Until I saw movement from the corner of my eye.

“Uh… guys? There’s a skunk in the yard.”

But it was fairly benign. When we made noise, it waddled along the fence until it could duck into the neighbour’s yard.

Then its friend arrived. This one wandered all the way around the pond and headed toward us. When  we made noise, it raised its tail. It took a few more steps forward.

With great squealing, snatching of laptops, and scattering of chairs, we sprinted en masse toward the house.

For the record, if there’s ever a track meet for children’s writers, Kallie George is a sure winner in the 100-meter dash.

In miniature

I went last night to the book launch for Kallie George’s new Heartwood Hotel series, an infinitely adorable collection of books about a resting place for forest animals.

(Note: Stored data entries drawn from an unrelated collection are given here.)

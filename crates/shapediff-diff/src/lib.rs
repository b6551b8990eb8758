//! Structural diff engines for shapediff.
//!
//! Compares two value graphs and reports every place where they disagree,
//! each with the path that leads to it and the cause. Two engines are
//! provided: a strict one requiring identical types, and a tolerant one
//! comparing by shape, optionally ignoring sequence order.
//!
//! # Key Types
//!
//! - [`strict_diff`] / [`tolerant_diff`] -- The two comparison engines
//! - [`Diff`] / [`Cause`] -- One disagreement and why it occurred
//! - [`Shape`] -- Structural classification used for dispatch
//! - [`DiffConfig`] / [`DiffMode`] -- Engine selection
//! - [`DiffReport`] / [`TextHunk`] -- Assertion messages and line diffs

pub mod config;
pub mod record;
pub mod report;
pub mod shape;
pub mod strict;
pub mod text;
pub mod tolerant;
pub mod visit;

pub use config::{DiffConfig, DiffMode};
pub use record::{Cause, Diff};
pub use report::DiffReport;
pub use shape::Shape;
pub use strict::strict_diff;
pub use text::{diff_lines, TextHunk, TextLine};
pub use tolerant::tolerant_diff;
pub use visit::{PairKey, VisitGuard};

use shapediff_value::Reflect;

/// [`strict_diff`] over any two reflectable values.
pub fn diff_reflect<A: Reflect + ?Sized, B: Reflect + ?Sized>(a: &A, b: &B) -> Vec<Diff> {
    strict_diff(&a.reflect(), &b.reflect())
}

/// [`tolerant_diff`] over any two reflectable values.
pub fn similar_reflect<A: Reflect + ?Sized, B: Reflect + ?Sized>(
    a: &A,
    b: &B,
    unordered: bool,
) -> Vec<Diff> {
    tolerant_diff(&a.reflect(), &b.reflect(), unordered)
}
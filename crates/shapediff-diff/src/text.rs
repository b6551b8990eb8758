//! Line-level diff of multi-line strings.
//!
//! Uses the `similar` crate (Myers diff algorithm) to turn two differing
//! strings into hunks with context lines, so a value diff between long
//! strings can be shown as the lines that actually changed.

use serde::Serialize;
use similar::{ChangeTag, TextDiff};

/// A contiguous region of changed lines.
#[derive(Clone, Debug, PartialEq, Eq, Serialize)]
pub struct TextHunk {
    /// Line number in A where this hunk starts (1-based).
    pub a_start: usize,
    pub a_count: usize,
    /// Line number in B where this hunk starts (1-based).
    pub b_start: usize,
    pub b_count: usize,
    pub lines: Vec<TextLine>,
}

/// One line of a hunk.
#[derive(Clone, Debug, PartialEq, Eq, Serialize)]
#[serde(tag = "tag", content = "text", rename_all = "snake_case")]
pub enum TextLine {
    /// Present on both sides.
    Context(String),
    /// Present only in A.
    OnlyA(String),
    /// Present only in B.
    OnlyB(String),
}

/// Diff `a` against `b` line by line with three lines of context.
pub fn diff_lines(a: &str, b: &str) -> Vec<TextHunk> {
    if a == b {
        return Vec::new();
    }

    let text_diff = TextDiff::from_lines(a, b);
    let mut hunks = Vec::new();

    for group in text_diff.grouped_ops(3) {
        let (a_start, b_start) = match group.first() {
            Some(op) => (op.old_range().start + 1, op.new_range().start + 1),
            None => continue,
        };
        let mut hunk = TextHunk {
            a_start,
            a_count: 0,
            b_start,
            b_count: 0,
            lines: Vec::new(),
        };

        for op in &group {
            for change in text_diff.iter_changes(op) {
                let text = change.value().trim_end_matches('\n').to_string();
                match change.tag() {
                    ChangeTag::Equal => {
                        hunk.lines.push(TextLine::Context(text));
                        hunk.a_count += 1;
                        hunk.b_count += 1;
                    }
                    ChangeTag::Delete => {
                        hunk.lines.push(TextLine::OnlyA(text));
                        hunk.a_count += 1;
                    }
                    ChangeTag::Insert => {
                        hunk.lines.push(TextLine::OnlyB(text));
                        hunk.b_count += 1;
                    }
                }
            }
        }

        hunks.push(hunk);
    }

    hunks
}
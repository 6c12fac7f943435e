//! Native Entry Point Table
//!
//! One `unsafe extern "C" fn` pointer per declared zstd symbol, bound from a
//! loaded [`NativeLibrary`]. Calling a field directly is the raw-pointer form;
//! the slice forms live on [`super::Zstd`].

use std::ffi::{c_char, c_int, c_uint, c_ulonglong, c_void};
use std::fmt;

use super::types::{
    Bounds, CCtx, CDict, CParameter, CStream, DCtx, DDict, DParameter, DStream, EndDirective,
    InBuffer, OutBuffer, ResetDirective,
};
use crate::ffi::{LibraryError, NativeLibrary};

macro_rules! entry_points {
    ($(
        $(#[$meta:meta])*
        fn $name:ident($($arg:ident: $ty:ty),* $(,)?) -> $ret:ty;
    )*) => {
        /// Function pointers into the native zstd library.
        ///
        /// Field names are the exported C symbol names. The pointers are only
        /// valid while the library they were bound from stays loaded.
        #[allow(non_snake_case)]
        #[derive(Clone, Copy)]
        pub struct ZstdApi {
            $(
                $(#[$meta])*
                pub $name: unsafe extern "C" fn($($arg: $ty),*) -> $ret,
            )*
        }

        impl ZstdApi {
            /// Every bound symbol, in declaration order.
            pub const SYMBOLS: &'static [&'static str] = &[$(stringify!($name)),*];

            /// Resolve every entry point from `library`.
            ///
            /// # Safety
            ///
            /// `library` must be a zstd build exporting these symbols with the
            /// declared C signatures.
            pub(crate) unsafe fn bind(library: &NativeLibrary) -> Result<Self, LibraryError> {
                Ok(Self {
                    $($name: library.symbol(stringify!($name))?,)*
                })
            }
        }
    };
}

entry_points! {
    // Dictionary training
    fn ZDICT_trainFromBuffer(
        dict_buffer: *mut c_void,
        dict_buffer_capacity: usize,
        samples_buffer: *const c_void,
        samples_sizes: *const usize,
        nb_samples: c_uint,
    ) -> usize;
    fn ZDICT_isError(code: usize) -> c_uint;
    fn ZDICT_getErrorName(code: usize) -> *const c_char;

    // Context lifecycle
    fn ZSTD_createCCtx() -> *mut CCtx;
    fn ZSTD_freeCCtx(cctx: *mut CCtx) -> usize;
    fn ZSTD_createDCtx() -> *mut DCtx;
    fn ZSTD_freeDCtx(dctx: *mut DCtx) -> usize;

    // One-shot
    fn ZSTD_compressCCtx(
        cctx: *mut CCtx,
        dst: *mut c_void,
        dst_capacity: usize,
        src: *const c_void,
        src_size: usize,
        compression_level: c_int,
    ) -> usize;
    fn ZSTD_decompressDCtx(
        dctx: *mut DCtx,
        dst: *mut c_void,
        dst_capacity: usize,
        src: *const c_void,
        src_size: usize,
    ) -> usize;
    fn ZSTD_compress2(
        cctx: *mut CCtx,
        dst: *mut c_void,
        dst_capacity: usize,
        src: *const c_void,
        src_size: usize,
    ) -> usize;

    // Digested dictionaries
    fn ZSTD_createCDict(dict: *const c_void, dict_size: usize, compression_level: c_int) -> *mut CDict;
    fn ZSTD_freeCDict(cdict: *mut CDict) -> usize;
    fn ZSTD_compress_usingCDict(
        cctx: *mut CCtx,
        dst: *mut c_void,
        dst_capacity: usize,
        src: *const c_void,
        src_size: usize,
        cdict: *const CDict,
    ) -> usize;
    fn ZSTD_createDDict(dict: *const c_void, dict_size: usize) -> *mut DDict;
    fn ZSTD_freeDDict(ddict: *mut DDict) -> usize;
    fn ZSTD_decompress_usingDDict(
        dctx: *mut DCtx,
        dst: *mut c_void,
        dst_capacity: usize,
        src: *const c_void,
        src_size: usize,
        ddict: *const DDict,
    ) -> usize;

    // Frame inspection
    /// Deprecated upstream in favour of `ZSTD_getFrameContentSize`.
    fn ZSTD_getDecompressedSize(src: *const c_void, src_size: usize) -> c_ulonglong;
    fn ZSTD_getFrameContentSize(src: *const c_void, src_size: usize) -> c_ulonglong;

    // Helpers
    fn ZSTD_maxCLevel() -> c_int;
    fn ZSTD_minCLevel() -> c_int;
    fn ZSTD_compressBound(src_size: usize) -> usize;
    fn ZSTD_isError(code: usize) -> c_uint;
    fn ZSTD_getErrorName(code: usize) -> *const c_char;

    // Advanced parameters
    fn ZSTD_CCtx_reset(cctx: *mut CCtx, reset: ResetDirective) -> usize;
    fn ZSTD_cParam_getBounds(param: CParameter) -> Bounds;
    fn ZSTD_CCtx_setParameter(cctx: *mut CCtx, param: CParameter, value: c_int) -> usize;
    fn ZSTD_DCtx_reset(dctx: *mut DCtx, reset: ResetDirective) -> usize;
    fn ZSTD_dParam_getBounds(param: DParameter) -> Bounds;
    fn ZSTD_DCtx_setParameter(dctx: *mut DCtx, param: DParameter, value: c_int) -> usize;

    // Streaming compression
    fn ZSTD_createCStream() -> *mut CStream;
    fn ZSTD_freeCStream(zcs: *mut CStream) -> usize;
    fn ZSTD_initCStream(zcs: *mut CStream, compression_level: c_int) -> usize;
    fn ZSTD_compressStream(zcs: *mut CStream, output: *mut OutBuffer, input: *mut InBuffer) -> usize;
    fn ZSTD_flushStream(zcs: *mut CStream, output: *mut OutBuffer) -> usize;
    fn ZSTD_endStream(zcs: *mut CStream, output: *mut OutBuffer) -> usize;
    fn ZSTD_CStreamInSize() -> usize;
    fn ZSTD_CStreamOutSize() -> usize;
    fn ZSTD_compressStream2(
        cctx: *mut CCtx,
        output: *mut OutBuffer,
        input: *mut InBuffer,
        end_op: EndDirective,
    ) -> usize;
    fn ZSTD_initCStream_usingCDict(zcs: *mut CStream, cdict: *const CDict) -> usize;
    fn ZSTD_CCtx_refCDict(cctx: *mut CCtx, cdict: *const CDict) -> usize;

    // Streaming decompression
    fn ZSTD_createDStream() -> *mut DStream;
    fn ZSTD_freeDStream(zds: *mut DStream) -> usize;
    fn ZSTD_initDStream(zds: *mut DStream) -> usize;
    fn ZSTD_decompressStream(zds: *mut DStream, output: *mut OutBuffer, input: *mut InBuffer) -> usize;
    fn ZSTD_DStreamInSize() -> usize;
    fn ZSTD_DStreamOutSize() -> usize;
    fn ZSTD_initDStream_usingDDict(zds: *mut DStream, ddict: *const DDict) -> usize;
    fn ZSTD_DCtx_refDDict(dctx: *mut DCtx, ddict: *const DDict) -> usize;
}

impl fmt::Debug for ZstdApi {
    fn fmt(&self, f: &mut fmt::Formatter<'_>) -> fmt::Result {
        f.debug_struct("ZstdApi")
            .field("symbols", &Self::SYMBOLS.len())
            .finish_non_exhaustive()
    }
}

There were masses of kids at the launch, and Kallie entertained them all with stories of her near-death hiking experiences. Then, she sent them to the crafts table to create their own woodland creatures. Once completed, the creatures could check in here:

Yes, that’s a replica of the Heartwood Hotel, created by Kallie’s husband Luke.

So of course I went directly home and showed my pictures to Min, who said he would be happy to build me a miniature grow-op for my Prince of Pot book launch.

But it doesn’t seem quite the same, does it?

Plus, I can’t think of a single craft idea. Well, not a single appropriate craft idea…

Entirely unrelated things

Let’s see… should I start with the most intellectual and go toward the least? Or the other way around?

1. Bizaardvark video
My daughter played this for me this morning and it made my day. I think this song is about me!



2. Eyes and Spies
Friends have been emailing and texting me all week about Alex Van Tol‘s piece about Eyes and Spies in BC Bookworld. (You can read it here, on page 35, if your eyesight is excellent. Or you can look for a real-life copy at various bookstores.) It’s such a good article, it made me think Alex should have written the book instead of me.

3. No Is Not Enough
Min and I went with our friends Jacqui and Carl to see Naomi Klein Saturday night, as she launched her new book, No Is Not Enough. That woman opens her mouth and brilliant things spew out of her. Which is really not fair to the rest of us who muddle through life trying to seem smarter than we really are. I do think I may have gained a few IQ points just from listening, and have hopes I’ll gain more as I read the book.

In case you couldn’t tell, I decided on least intellectual to most. But if you’re overwhelmed, Silence also showed me this emoji video. Enjoy.

Overheard

Conversation between two 12-year-olds:

Girl A: Where are you going to be a neurosurgeon?

Girl B: Probably Los Angeles. They’re well known for pediatrics.

Girl A: But then you’ll have to charge people.

Girl B: What?

Girl A: In the United States, people have to pay for health care.

Girl B: Oh no! That’s so sad!

Girl A: Sorry to ruin your future.

The spill-all edition

I am terrible at keeping secrets. I tell you this not so you’ll keep from me your pregnancy and job interview news (though you probably should), but so you’ll understand how painful it was for me to keep THIS a secret for the six years weeks it took to sign the contracts.

I wrote a middle-grade novel! And someone liked it!

Titles sometimes change, but at this moment the book is called THE CAMPAIGN. It’s the story of one 12-year-old girl’s plan to get her own cell phone. (And if there was a 12-year-old girl in my house this year who happened to be lobbying for a phone, that was a complete coincidence.)

It’s going to come out with Tundra Books in 2019. Which seems like a long time from now, but at least I can talk about it until then!